Makorin ring finger 3 gene analysis in Koreans with familial precocious puberty

Abstract

BACKGROUND: Precocious puberty is known as an idiopathic, sporadic disease. Recently, specific mutations have been shown to cause familial central precocious puberty (CPP). The makorin ring finger 3 (MKRN3) gene plays a key role in puberty: loss-of-function mutations in the gene trigger familial CPP. To date, most described patients have been Western: few Asians with CPP have been documented. OBJECTIVE: To identify MKRN3 gene mutations or polymorphisms in Korean patients with familial CPP. METHODS: 26 patients with CPP and their parents (total 13 families) were recruited. We measured endocrine and auxological parameters, and sequenced all MKRN3 exons. RESULTS: We found no MKRN3 mutations.

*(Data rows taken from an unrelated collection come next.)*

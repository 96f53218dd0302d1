//! Small UI helpers: human-readable sizes and durations, state colours.

use ratatui::style::Color;
use relayfeed::{ConnectionState, PingGrade};

pub fn human(b: u64) -> String {
    const K: f64 = 1024.0;
    let b = b as f64;
    if b < K { return format!("{b:.0}B"); }
    let kb = b / K;
    if kb < K { return format!("{kb:.1}KB"); }
    let mb = kb / K;
    if mb < K { return format!("{mb:.1}MB"); }
    let gb = mb / K;
    if gb < K { return format!("{gb:.1}GB"); }
    let tb = gb / K;
    format!("{tb:.2}TB")
}

/// `3d 4h 05m 09s`, dropping leading zero units.
pub fn format_uptime(ms: u64) -> String {
    let secs = ms / 1000;
    let (d, h, m, s) = (secs / 86_400, secs / 3600 % 24, secs / 60 % 60, secs % 60);
    if d > 0 {
        format!("{d}d {h}h {m:02}m {s:02}s")
    } else if h > 0 {
        format!("{h}h {m:02}m {s:02}s")
    } else {
        format!("{m}m {s:02}s")
    }
}

pub fn state_color(state: ConnectionState) -> Color {
    match state {
        ConnectionState::Online => Color::Green,
        ConnectionState::Connecting => Color::Yellow,
        ConnectionState::Offline => Color::Red,
        ConnectionState::Error => Color::LightRed,
    }
}

pub fn grade_color(grade: PingGrade) -> Color {
    match grade {
        PingGrade::Excellent => Color::Green,
        PingGrade::Good => Color::LightGreen,
        PingGrade::Fair => Color::Yellow,
        PingGrade::Slow => Color::Red,
    }
}

/// Green / yellow / red by load.
pub fn pct_color(pct: f64) -> Color {
    if pct < 70.0 { Color::Green } else if pct < 90.0 { Color::Yellow } else { Color::Red }
}

pub fn gauge_pct(pct: f64) -> u16 {
    if pct.is_finite() { pct.clamp(0.0, 100.0).round() as u16 } else { 0 }
}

Two MKRN3 exon polymorphisms were identified. The g.23566445 C/T polymorphism was found in eight families: a novel single nucleotide polymorphism (SNP) g.23567001 A/C was found in one family. These variants are synonymous SNPs: their functional roles remain unknown. CONCLUSIONS: MKRN3 mutation is uncommon in Korean patients with familial CPP. Ethnic variation in the MKRN3 mutational status is thus evident.